Coba bayangkan dua orang:
- Si A: Dia kaya raya. Punya banyak uang, rumah mewah, mobil-mobil keren. Tapi, dia sering membuat keputusan gegabah, mudah emosi, dan tidak terlalu memikirkan orang lain.
- Si B: Dia tidak terlalu kaya, hidupnya sederhana. Tapi, dia bijaksana, selalu berpikir matang sebelum bertindak, ramah, dan sering membantu orang lain dengan nasihatnya yang cerdas.
Menurutmu, mana yang lebih "berkilau" dan membawa manfaat lebih besar bagi diri sendiri dan sekitarnya?
Aristoteles menyoroti bahwa kekayaan seringkali diidam-idamkan, tapi kebijaksanaanlah yang sebenarnya lebih berharga. Orang yang bijaksana bisa mengatur kekayaan dengan baik, membuat keputusan yang tepat, dan menjalani hidup dengan damai. Sebaliknya, orang kaya yang tidak bijaksana bisa menghabiskan hartanya dengan percuma, atau bahkan menggunakan kekayaannya untuk hal-hal yang merugikan.
Ini adalah ilustrasi penting yang sering dilupakan: memiliki banyak uang tidak secara otomatis membuat kita jadi orang yang lebih baik atau lebih bahagia. Kuncinya ada pada bagaimana kita menggunakan apa yang kita miliki, dan di situlah kebijaksanaan berperan.
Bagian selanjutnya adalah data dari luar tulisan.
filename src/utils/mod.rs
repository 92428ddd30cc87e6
pub mod token;
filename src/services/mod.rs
pub mod export_service;
pub mod message_service;
pub mod relay_service;
pub mod telegram_service;
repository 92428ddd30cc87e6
pub mod config;
pub mod database;
pub mod dto;
pub mod error;
pub mod middleware;
pub mod models;
pub mod routes;
pub mod services;
pub mod utils;

use crate::config::PanelConfig;
use crate::middleware::auth::SessionKeys;
use crate::services::message_service::MessageService;
use minijinja::Environment;
use sqlx::SqlitePool;
use std::path::PathBuf;
use std::sync::Arc;
use tracing_subscriber::EnvFilter;

const GENERATED_SECRET_LEN: usize = 48;

#[derive(Clone)]
pub struct AppState {
    pub message_service: MessageService,
    pub images_dir: Arc<PathBuf>,
    pub web_password: Arc<str>,
    pub sessions: SessionKeys,
    pub templates: Arc<Environment<'static>>,
}

impl AppState {
    pub fn new(pool: SqlitePool, config: &PanelConfig) -> error::Result<Self> {
        let secret = config
            .session_secret
            .clone()
            .unwrap_or_else(|| utils::token::generate_secret(GENERATED_SECRET_LEN));

        Ok(Self {
            message_service: MessageService::new(pool),
            images_dir: Arc::new(config.storage.images_dir.clone()),
            web_password: Arc::from(config.web_password.as_str()),
            sessions: SessionKeys::new(&secret, config.session_ttl_hours),
            templates: Arc::new(routes::load_templates()?),
        })
    }
}

/// Installs the global tracing subscriber; `RUST_LOG` overrides the `info` default.
pub fn init_tracing() {
    let filter = EnvFilter::try_from_default_env().unwrap_or_else(|_| EnvFilter::new("info"));
    tracing_subscriber::fmt().with_env_filter(filter).init();
}
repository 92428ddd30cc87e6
pub mod message_dto;
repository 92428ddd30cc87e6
use std::sync::Arc;

use ephemeral_relay::{
    config::RelayConfig,
    database::pool::{create_pool, run_migrations},
    init_tracing,
    services::{
        message_service::MessageService,
        relay_service::RelayService,
        telegram_service::{run_polling, TelegramClient},
    },
};
use tracing::info;

#[tokio::main]
async fn main() -> anyhow::Result<()> {
    init_tracing();
    let config = RelayConfig::from_env()?;

    let pool = create_pool(&config.storage.database_path).await?;
    run_migrations(&pool).await?;
    tokio::fs::create_dir_all(&config.storage.images_dir).await?;

    let client = TelegramClient::new(config.telegram_bot_token.clone())?;
    let relay = RelayService::new(
        MessageService::new(pool),
        Arc::new(client.clone()),
        config.storage.images_dir.clone(),
    );

    info!("Starting bot...");
    let outcome = tokio::select! {
        result = run_polling(client, relay.clone()) => result,
        _ = tokio::signal::ctrl_c() => {
            info!("Shutting down");
            Ok(())
        }
    };

    // Messages still inside their delete delay are removed before exit.
    relay.drain().await;
    outcome?;
    Ok(())
}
"Kebal Hukum": Jebakan Merasa Punya Segalanya
Ada satu fenomena yang seringkali kita lihat, dan Aristoteles sudah melihatnya sejak ribuan tahun lalu: orang yang merasa kebal hukum. Mereka merasa tidak perlu mengikuti aturan, atau bisa lolos dari konsekuensi karena berbagai "modal" yang mereka miliki.
Modal ini bisa bermacam-macam:
- Pintar bicara: Mereka sangat piawai dalam merangkai kata, memutarbalikkan fakta, atau membujuk hakim/juri sehingga seolah-olah merekalah yang benar. Mereka bisa menggunakan retorika untuk menutupi kesalahan.
- Pengalaman litigasi: Mereka sudah sering berurusan dengan hukum, tahu celah-celahnya, dan tahu bagaimana "bermain" di ranah hukum.
- Banyak teman (berpengaruh): Mereka punya koneksi luas dengan orang-orang penting, sehingga merasa bisa "diurus" jika ada masalah.
- Kaya: Ini yang paling sering. Dengan uang, mereka merasa bisa membayar pengacara terbaik, menyuap, atau menutupi jejak kesalahan mereka.
Perasaan "kebal hukum" ini sangat berbahaya. Ia membuat seseorang menjadi arogan, meremehkan keadilan, dan merasa bisa melakukan apa saja tanpa konsekuensi. Ini adalah salah satu sisi gelap dari kekayaan dan kekuasaan yang tidak dibarengi dengan moral dan kebijaksanaan. Mereka lupa bahwa pada akhirnya, semua tindakan ada pertanggungjawabannya.
Jadi, pelajaran dari Aristoteles ini sangat relevan untuk kita semua. Memiliki kekayaan atau kekuasaan itu tidak salah, kok. Tapi, kita harus selalu ingat untuk menjaga kebijaksanaan dan integritas kita. Jangan sampai harta atau jabatan membuat kita merasa bisa di atas segalanya dan lupa akan nilai-nilai kebaikan serta keadilan. Sejatinya, kehormatan sejati datang dari karakter, bukan dari berapa banyak yang kita punya.